A fita brilhou no Festival de Veneza (2008) apresentando a luta dos índios da etnia Guarani-Kaiowá, de Dourados, Mato Grosso do Sul, cuja terra está sendo destinada à produção de bio-combustível para carros. Mostra a breve história de amor entre um jovem guarani que está sendo treinado pelo avô para ser xamã e a filha de um latifundiário, contra um panorama de invasões de terra, suicídios e rebeliões.

O filme contou ainda com a participação de cerca de 200 índios Guarani e foi feito em Dourado, a cidade que é o epicentro do drama indígena. Uma das cenas mais chocantes é aquela em que os atores Guarani simulam a invasão de uma fazenda a partir de acampamentos na beira da estrada e a contra-ofensiva dos fazendeiros.

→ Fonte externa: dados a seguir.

//! BomGuard CLI - multi-distributor BoM generation from the command line.

mod output;

use bomguard::{BomGuardCore, BomOptions, BomOutput, Bucket, Distributor, MatchPolicy};
use clap::{Args, Parser, Subcommand, ValueEnum};
use std::path::{Path, PathBuf};
use std::process;

#[derive(Parser)]
#[command(name = "bomguard")]
#[command(about = "Multi-distributor BoM generator with JLCPCB catalog checks", long_about = None)]
#[command(version)]
struct Cli {
    /// Log debug details to stderr
    #[arg(short, long, global = true)]
    verbose: bool,

    #[command(subcommand)]
    command: Commands,
}

#[derive(Subcommand)]
enum Commands {
    /// Write per-distributor BoM files and the text report
    Generate {
        #[command(flatten)]
        run: RunArgs,

        /// Directory for the generated files (defaults to the input's directory)
        #[arg(short, long, value_name = "DIR")]
        output_dir: Option<PathBuf>,
    },

    /// Print the report without writing any files
    Report {
        #[command(flatten)]
        run: RunArgs,
    },

    /// List supported distributors and their part-number fields
    Distributors {
        /// Show output columns as well
        #[arg(short = 'l', long)]
        long: bool,
    },
}

#[derive(Args)]
struct RunArgs {
    /// Component list (.json or KiCad-style .csv BoM export)
    #[arg(value_name = "INPUT")]
    input: PathBuf,

    /// JLCPCB parts catalog CSV (Number, Type, Value, Footprint, Basic, Edited)
    #[arg(short, long, value_name = "FILE")]
    catalog: Option<PathBuf>,

    /// Project name used in file names (defaults to the input file stem)
    #[arg(short, long)]
    project: Option<String>,

    /// Accept engineering-notation values and footprints containing the catalog package
    #[arg(long)]
    lenient: bool,

    /// Also compare designator letters against the catalog part type
    #[arg(long)]
    check_type: bool,

    /// Do not suggest cheaper substitute parts
    #[arg(long)]
    no_suggest: bool,

    /// Output format
    #[arg(short, long, value_enum, default_value = "human")]
    format: OutputFormat,

    /// Exit with error code if any warning or catalog finding is reported
    #[arg(long)]
    fail_on_warnings: bool,
}

impl RunArgs {
    fn options(&self) -> BomOptions {
        BomOptions {
            match_policy: if self.lenient {
                MatchPolicy::Lenient
            } else {
                MatchPolicy::Strict
            },
            check_part_type: self.check_type,
            suggest_substitutes: !self.no_suggest,
            ..Default::default()
        }
    }

    fn project(&self) -> String {
        self.project.clone().unwrap_or_else(|| {
            self.input
                .file_stem()
                .and_then(|s| s.to_str())
                .unwrap_or("bom")
                .to_string()
        })
    }
}

#[derive(Clone, ValueEnum)]
enum OutputFormat {
    /// Human-readable report
    Human,
    /// JSON output for CI/CD
    Json,
}

fn main() {
    let cli = Cli::parse();
    init_logging(cli.verbose);

    let exit_code = match cli.command {
        Commands::Generate { run, output_dir } => {
            let dir = output_dir.unwrap_or_else(|| input_dir(&run.input));
            handle_run(&run, Some(&dir))
        }
        Commands::Report { run } => handle_run(&run, None),
        Commands::Distributors { long } => {
            handle_distributors(long);
            0
        }
    };

    process::exit(exit_code);
}

fn init_logging(verbose: bool) {
    let level = if verbose {
        tracing::Level::DEBUG
    } else {
        tracing::Level::WARN
    };
    tracing_subscriber::fmt()
        .with_max_level(level)
        .with_writer(std::io::stderr)
        .init();
}

fn input_dir(input: &Path) -> PathBuf {
    match input.parent() {
        Some(p) if !p.as_os_str().is_empty() => p.to_path_buf(),
        _ => PathBuf::from("."),
    }
}

fn handle_run(run: &RunArgs, output_dir: Option<&Path>) -> i32 {
    let options = run.options();
    let output = match BomGuardCore::process_files(&run.input, run.catalog.as_deref(), &options) {
        Ok(output) => output,
        Err(e) => {
            eprintln!("Error: {}", e);
            return 1;
        }
    };

    let project = run.project();
    let report_text = match output::render_report(&project, &output.report) {
        Ok(text) => text,
        Err(e) => {
            eprintln!("Error: failed to render report: {}", e);
            return 1;
        }
    };

    let written = match output_dir {
        Some(dir) => match output::write_all(dir, &project, &output, &report_text) {
            Ok(paths) => paths,
            Err(e) => {
                eprintln!("Error: failed to write BoM files: {}", e);
                return 1;
            }
        },
        None => Vec::new(),
    };

    match run.format {
        OutputFormat::Human => output_human(&project, &report_text, &written),
        OutputFormat::Json => {
            if let Err(e) = output_json(&project, &output, &written) {
                eprintln!("Error: {}", e);
                return 1;
            }
        }
    }

    if run.fail_on_warnings && output.report.has_findings() {
        return 1;
    }
    0
}

fn output_human(project: &str, report_text: &str, written: &[PathBuf]) {
    if !written.is_empty() {
        println!("Generated files for {}:", project);
        for path in written {
            println!("  {}", path.display());
        }
        println!();
    }
    print!("{}", report_text);
}

fn output_json(
    project: &str,
    output: &BomOutput,
    written: &[PathBuf],
) -> Result<(), serde_json::Error> {
    let json = serde_json::json!({
        "project": project,
        "files": written.iter().map(|p| p.display().to_string()).collect::<Vec<_>>(),
        "row_sets": output.row_sets,
        "report": output.report,
        "summary": {
            "total_components": output.report.total_components,
            "warnings": output.report.warning_count(),
            "has_findings": output.report.has_findings(),
        }
    });
    println!("{}", serde_json::to_string_pretty(&json)?);
    Ok(())
}

fn handle_distributors(long: bool) {
    println!("Supported distributors (in priority order):\n");

    for distributor in Distributor::PRIORITY {
        println!("  {}", distributor);
        println!("    Fields: {}", distributor.aliases().join(", "));
        if long {
            let columns = Bucket::Distributor(distributor).columns();
            println!("    Columns: {}", columns.join(", "));
        }
        println!();
    }

    println!("  Orphaned");
    println!("    Symbols with none of the fields above");
    if long {
        println!("    Columns: {}", Bucket::Orphan.columns().join(", "));
    }
}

“Terra Vermelha” mostra a devastação causada pelo alcoolismo e pela depressão naquela comunidade indígena, onde desde 1985, vem ocorrendo um grande número de suícidios entre os jovens, frustrados por viverem em reservas, sem conseguir alimentos para suas famílias e confusos no mundo diferente que os cerca.

“Os suicídios acontecem porque não existe justiça. A única justiça é para os empresários que investem bilhões", disse Ambrósio Vilhalva, que representa Nádio, o chefe guarani que lidera a revolta.Bechis declarou que seu filme mostra que a cultura dos indígenas não desapareceu, apesar de eles frequentemente usarem roupas ocidentais ou tingirem o cabelo.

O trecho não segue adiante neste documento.